A feature in which a guest writer vents some bile over an issue which really grinds their gears. This month, Gavin Fitzgerald laments the current unstable status of keyboard functions, and the international tensions which arise thereof.
Keyboards.
We use them all the time, right? They are our means of accessing the beautiful world that is the internet. They are the ever-dependable link between what I want to write, and what appears on screen. Punch a key, and a letter appears – genius. We’ve all had those times when a pesky mouse freezes on us and we’ve had to rely on the good old keyboard to save our bacon, with its trusty Windows key and the fail-safe Ctrl+Alt+Delete combo. If there was any pliability at all to a keyboard, you’d hug the damn thing and whisper sweet words to it when it saves you from those kinds of situations. Well, I would.
My course involves computers, and hence keyboards. I have to use them every day. I use them in college, I use them at home, and in the future I’m sure I’m going to use them in my workplace. I depend on them. Their labelled keys are golden promises, a solid contract of trust between man and machine, without which there would be UTTER CHAOS. No matter how shit things are, at least your keyboard loves you… so when I hit the ‘Delete’ key, I fucking well expect stuff to be deleted.
Obviously, I do not want to use the ‘Home’ key when I hit the key labelled ‘Delete’, but for some reason beyond all comprehension, there are sick, sad people out there who keep swapping the functions of these keys in certain UCC computer labs, and that makes me madder than a hunchback in a limbo contest. As it’s the 21st century, I would have assumed that every sentient person who has any awareness of torrents, memes, and general internet culture knows what that key at the top right of the keyboard does. It’s not ‘Home’, it’s ‘Delete’. DELETE.
The Delete/Home swapping is a crime I encounter with infuriating regularity , but then there’s another one which is equally aggravating, but this time, the aggressors have the cheek to try and defend their actions: I’m talking about the @ and “ switcheroo. I’ve lost track of the amount of times that I have been logging into an account of some kind and instead of writing something similar to gavin@gmail.com (not my real email, I’m so much more creative than that), I ended up with a gavin”gmail.com. Some conniving bastard had taken it upon his or herself to swap the function of the keys and, as such, when I hit enter I was informed that my email input was invalid. INVALID. The humiliation, the deceit, the OUTRAGE of it all.
‘But this is the way it’s done in America!’, some moron exclaims before bringing up the frankly irrelevant argument that America is the birthplace of the PC to begin with.
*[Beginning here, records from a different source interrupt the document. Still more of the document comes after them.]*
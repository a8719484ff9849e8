// SPDX-License-Identifier: PMPL-1.0-or-later
// Copyright (c) 2026 Jonathan D.A. Jewell (hyperpolymath) <jonathan.jewell@open.ac.uk>
//
// WinAnsi text encoding for the builtin (standard 14) fonts.
//
// printpdf writes builtin-font text operands as raw UTF-8, while viewers decode
// them with the font's single-byte encoding. `encode_builtin_text` rewrites
// every text-showing operand of a saved document into WinAnsi bytes and pins
// `/Encoding /WinAnsiEncoding` on each Type1 font so the two agree.

use lopdf::content::Content;
use lopdf::{Document, Object};
use newsreport_core::error::{ReportError, Result};
use tracing::{debug, instrument};

/// Byte written for characters WinAnsi cannot represent.
pub const UNMAPPABLE: u8 = b'?';

/// Encode `text` as WinAnsi (Windows-1252). Characters outside the code page
/// become [`UNMAPPABLE`].
pub fn to_win_ansi(text: &str) -> Vec<u8> {
    text.chars().map(win_ansi_byte).collect()
}

fn win_ansi_byte(c: char) -> u8 {
    match c as u32 {
        0x20..=0x7E | 0xA0..=0xFF => c as u8,
        0x09 | 0x0A | 0x0D => c as u8,
        _ => match c {
            '€' => 0x80,
            '‚' => 0x82,
            'ƒ' => 0x83,
            '„' => 0x84,
            '…' => 0x85,
            '†' => 0x86,
            '‡' => 0x87,
            'ˆ' => 0x88,
            '‰' => 0x89,
            'Š' => 0x8A,
            '‹' => 0x8B,
            'Œ' => 0x8C,
            'Ž' => 0x8E,
            '‘' => 0x91,
            '’' => 0x92,
            '“' => 0x93,
            '”' => 0x94,
            '•' => 0x95,
            '–' => 0x96,
            '—' => 0x97,
            '˜' => 0x98,
            '™' => 0x99,
            'š' => 0x9A,
            '›' => 0x9B,
            'œ' => 0x9C,
            'ž' => 0x9E,
            'Ÿ' => 0x9F,
            _ => UNMAPPABLE,
        },
    }
}

/// Re-encode the text of a saved PDF for its builtin fonts.
#[instrument(skip_all, fields(bytes_len = pdf.len()))]
pub fn encode_builtin_text(pdf: &[u8]) -> Result<Vec<u8>> {
    let mut doc = Document::load_mem(pdf).map_err(pdf_error)?;

    let mut rewritten = 0usize;
    for (_, page_id) in doc.get_pages() {
        let mut content = doc.get_and_decode_page_content(page_id).map_err(pdf_error)?;
        rewritten += transcode_operations(&mut content);
        let encoded = content.encode().map_err(pdf_error)?;
        doc.change_page_content(page_id, encoded).map_err(pdf_error)?;
    }

    for object in doc.objects.values_mut() {
        if let Object::Dictionary(dict) = object
            && dict.get(b"Type").and_then(Object::as_name).is_ok_and(|n| n == b"Font")
            && dict.get(b"Subtype").and_then(Object::as_name).is_ok_and(|n| n == b"Type1")
        {
            dict.set("Encoding", Object::Name(b"WinAnsiEncoding".to_vec()));
        }
    }

    doc.compress();
    let mut output = Vec::with_capacity(pdf.len());
    doc.save_to(&mut output)
        .map_err(|err| ReportError::Pdf(format!("failed to re-save PDF: {err}")))?;
    debug!(operands = rewritten, "Text re-encoded as WinAnsi");
    Ok(output)
}

/// Rewrite the string operands of `Tj`, `TJ`, `'` and `"`. Returns how many
/// strings were touched.
fn transcode_operations(content: &mut Content) -> usize {
    let mut count = 0;
    for op in &mut content.operations {
        if !matches!(op.operator.as_str(), "Tj" | "TJ" | "'" | "\"") {
            continue;
        }
        for operand in &mut op.operands {
            count += transcode_object(operand);
        }
    }
    count
}

fn transcode_object(object: &mut Object) -> usize {
    match object {
        Object::String(bytes, _) => {
            let text = String::from_utf8_lossy(bytes).into_owned();
            *bytes = to_win_ansi(&text);
            1
        }
        Object::Array(items) => items.iter_mut().map(transcode_object).sum(),
        _ => 0,
    }
}

fn pdf_error(err: lopdf::Error) -> ReportError {
    ReportError::Pdf(format!("failed to re-encode text: {err}"))
}

#[cfg(test)]
mod tests {
    use super::*;
    use lopdf::StringFormat;
    use lopdf::content::Operation;

    #[test]
    fn ascii_passes_through() {
        assert_eq!(to_win_ansi("Total Articles"), b"Total Articles".to_vec());
    }

    #[test]
    fn latin1_letters_are_single_bytes() {
        assert_eq!(to_win_ansi("Économie"), b"\xC9conomie".to_vec());
        assert_eq!(to_win_ansi("Café"), b"Caf\xE9".to_vec());
    }

    #[test]
    fn typographic_punctuation_uses_the_c1_block() {
        assert_eq!(to_win_ansi("“quoted” — €"), b"\x93quoted\x94 \x97 \x80".to_vec());
    }

    #[test]
    fn characters_outside_the_code_page_are_replaced() {
        assert_eq!(to_win_ansi("日本語"), b"???".to_vec());
        // C1 control characters have no glyph either.
        assert_eq!(to_win_ansi("\u{0085}"), b"?".to_vec());
    }

    #[test]
    fn only_text_operators_are_rewritten() {
        let utf8 = |s: &str| Object::String(s.as_bytes().to_vec(), StringFormat::Literal);
        let mut content = Content {
            operations: vec![
                Operation::new("Tj", vec![utf8("Économie")]),
                Operation::new("TJ", vec![Object::Array(vec![utf8("é"), Object::Integer(120), utf8("€")])]),
                Operation::new("Tf", vec![Object::Name(b"F1".to_vec()), Object::Integer(12)]),
            ],
        };

        assert_eq!(transcode_operations(&mut content), 3);

        let bytes = |object: &Object| match object {
            Object::String(bytes, _) => bytes.clone(),
            other => panic!("expected a string operand, got {other:?}"),
        };
        assert_eq!(bytes(&content.operations[0].operands[0]), b"\xC9conomie".to_vec());
        match &content.operations[1].operands[0] {
            Object::Array(items) => {
                assert_eq!(bytes(&items[0]), vec![0xE9]);
                assert!(matches!(items[1], Object::Integer(120)));
                assert_eq!(bytes(&items[2]), vec![0x80]);
            }
            other => panic!("expected an array operand, got {other:?}"),
        }
        assert!(matches!(&content.operations[2].operands[0], Object::Name(name) if name == b"F1"));
    }

    #[test]
    fn garbage_input_is_pdf_error() {
        assert!(matches!(encode_builtin_text(b"not a pdf"), Err(ReportError::Pdf(_))));
    }
}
My counter-argument is always along these lines: ‘Where the hell do you people think the English language came from? Not that it stops you spelling grey with the letter ‘a’, or mistaking ‘chips’ for ‘fries’, and generally adopting a bastardized dialect of my mother tongue!’ And so on.
Now, while I can appreciate the conniver’s side of this (I am, after all, a reasonable man), that yes indeed, the original keyboard was designed and manufactured in America, the thought that I should have to yield to a Yanky formality sends shivers down my spine. If those haughty Americans feel they have the right to butcher spelling, then I shall retain my right to properly labelled key functions, FUCK YOU VERY MUCH. Perhaps if I could lay in wait and catch some of these people, I might be able to scream at them and shake them until they see sense and reason – but that never happens. I don’t doubt that I could knock some sense into them, but, despite the long hours spent hiding the nooks and crannies of the Boole Library, in full camouflage attire with night vision goggles, ready to scold the perpetrator into reform, I never seem to catch them in the act. The only way to make the enemy see reason is to start running some sort of insurgency mission in America – bringing sneaky guerrilla tactics to their schools and homes, stealthily changing every @ to an “ – then retreating en mass to watch their society implode (insert evil laugh here).
But alas, maybe there is no way to win this war. Considering America is the greatest military power in the world, is it slightly over-ambitious to hope that a small number of Irish students can challenge the techie status quo? Will I have to suffer on in this world where the function of keyboard keys may forever more be in a state of upheaval? Is a universal consensus on the proper status of that key on the top right-hand corner forever out of reach? And might we all have to bow to the ways of an Imperialist system?
A bleak and gray forecast indeed – but all is not lost. Never forget, comrades, that ‘Home’ is where 7 the number is.